A fifth full-time test jet will be a boon to ongoing upgrade work, most notably the Increment 3.2B software. The Air Force says this update will “biggest capability upgrade since reaching Initial Operating Capability in December 2005.”

In addition to the 3.2B software, the Air Force’s budget request says the CTF will support improvements to the F-22’s sensor suite, a set of National Security Agency-mandated updates to encryption capabilities of the aircraft’s communications gear and data links known as Update 6, and work on the Flutter Excitation System (FES) and Common Range Integrated Instrumentation System (CRIIS), according to the official budget documents. 
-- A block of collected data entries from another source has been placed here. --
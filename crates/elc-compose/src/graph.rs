//! Dependency graph management using `petgraph`.
//!
//! Each edge points from a dependent service to one of its dependencies and
//! carries the set of modes under which it participates. Startup order is a
//! depth-first post-order over the edges matching the active mode, so every
//! dependency is emitted before the services that need it.

use std::collections::{BTreeMap, HashMap};

use elc_common::error::{ElcError, Result};
use elc_common::types::Mode;
use petgraph::Direction;
use petgraph::graph::{DiGraph, NodeIndex};
use petgraph::visit::EdgeRef;

/// Traversal state of a node during a closure query.
#[derive(Debug, Clone, Copy, PartialEq, Eq)]
enum Mark {
    Visiting,
    Done,
}

/// A dependency graph of services with mode-tagged edges.
#[derive(Debug, Default)]
pub struct DependencyGraph {
    /// Internal petgraph representation; edge weights are mode tags.
    graph: DiGraph<String, Vec<String>>,
    /// Canonical service name to node.
    nodes: BTreeMap<String, NodeIndex>,
}

impl DependencyGraph {
    /// Creates an empty dependency graph.
    #[must_use]
    pub fn new() -> Self {
        Self::default()
    }

    /// Adds a service node, returning the existing node if already present.
    pub fn add_service(&mut self, name: impl Into<String>) -> NodeIndex {
        let name = name.into();
        if let Some(&idx) = self.nodes.get(&name) {
            return idx;
        }
        let idx = self.graph.add_node(name.clone());
        let _ = self.nodes.insert(name, idx);
        idx
    }

    /// Adds an edge: `dependent` depends on `dependency` under `modes`.
    pub fn add_dependency(
        &mut self,
        dependent: NodeIndex,
        dependency: NodeIndex,
        modes: Vec<String>,
    ) {
        let _ = self.graph.add_edge(dependent, dependency, modes);
    }

    /// Returns `true` if `name` is a node of the graph.
    #[must_use]
    pub fn contains(&self, name: &str) -> bool {
        self.nodes.contains_key(name)
    }

    /// Number of services in the graph.
    #[must_use]
    pub fn len(&self) -> usize {
        self.graph.node_count()
    }

    /// Returns `true` if the graph has no services.
    #[must_use]
    pub fn is_empty(&self) -> bool {
        self.graph.node_count() == 0
    }

    /// Returns the services to start for `target` under `mode`, dependencies
    /// first and `target` last.
    ///
    /// With the unset mode only `target` is returned. Otherwise edges whose
    /// tag set contains the mode are followed transitively in declaration
    /// order.
    ///
    /// # Errors
    ///
    /// Returns [`ElcError::UnknownService`] if `target` is not in the graph
    /// and [`ElcError::DependencyCycle`] if a cycle is reachable under `mode`.
    pub fn startup_order(&self, target: &str, mode: &Mode) -> Result<Vec<String>> {
        let &start = self
            .nodes
            .get(target)
            .ok_or_else(|| ElcError::UnknownService {
                name: target.to_string(),
            })?;

        let mut marks = HashMap::new();
        let mut stack = Vec::new();
        let mut order = Vec::new();
        self.visit(start, mode, &mut marks, &mut stack, &mut order)?;
        tracing::debug!(target, mode = %mode, ?order, "resolved startup order");
        Ok(order)
    }

    /// Resolves each target independently and concatenates the results in
    /// the order given. Services shared by several targets are repeated.
    ///
    /// # Errors
    ///
    /// Propagates the first error from [`Self::startup_order`].
    pub fn startup_plan<S: AsRef<str>>(&self, targets: &[S], mode: &Mode) -> Result<Vec<String>> {
        let mut plan = Vec::new();
        for target in targets {
            plan.extend(self.startup_order(target.as_ref(), mode)?);
        }
        Ok(plan)
    }

    fn visit(
        &self,
        node: NodeIndex,
        mode: &Mode,
        marks: &mut HashMap<NodeIndex, Mark>,
        stack: &mut Vec<NodeIndex>,
        order: &mut Vec<String>,
    ) -> Result<()> {
        match marks.get(&node) {
            Some(Mark::Done) => return Ok(()),
            Some(Mark::Visiting) => return Err(self.cycle_error(node, stack)),
            None => {}
        }

        let _ = marks.insert(node, Mark::Visiting);
        stack.push(node);
        if mode.is_set() {
            for dependency in self.matching_dependencies(node, mode) {
                self.visit(dependency, mode, marks, stack, order)?;
            }
        }
        let _ = stack.pop();
        let _ = marks.insert(node, Mark::Done);
        order.push(self.graph[node].clone());
        Ok(())
    }

    /// Outgoing edges of `node` matching `mode`, in insertion order.
    fn matching_dependencies(&self, node: NodeIndex, mode: &Mode) -> Vec<NodeIndex> {
        let mut edges: Vec<_> = self
            .graph
            .edges_directed(node, Direction::Outgoing)
            .filter(|edge| mode.matches(edge.weight().as_slice()))
            .map(|edge| (edge.id(), edge.target()))
            .collect();
        edges.sort_by_key(|(id, _)| *id);
        edges.into_iter().map(|(_, target)| target).collect()
    }

    fn cycle_error(&self, node: NodeIndex, stack: &[NodeIndex]) -> ElcError {
        let from = stack.iter().position(|&n| n == node).unwrap_or(0);
        let mut cycle: Vec<String> = stack[from..]
            .iter()
            .map(|&n| self.graph[n].clone())
            .collect();
        cycle.push(self.graph[node].clone());
        ElcError::DependencyCycle { cycle }
    }
}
On top of that there will be flight tests of unspecified “advanced technology developments” that could include new, classified capabilities for the aircraft. This could include offensive or defensive directed energy weapons, which the Air Force says it is interested in integrating into its fifth generation fighter fleet and whatever comes next.

It’s possible that expanding the test force might provide extra capacity in the near future for work on other important updates, such as improvements on the aircraft’s data sharing capabilities. The continued lack of a helmet-mounted display for Raptor pilots also limits the aircraft from realizing its full potential. The War Zone’s Tyler Rogoway has written in depth on this glaring omission.

Whatever the F-22 CTF does find itself doing in the coming year, it will have a fifth aircraft to help, and that can only be good for the fleet as a whole.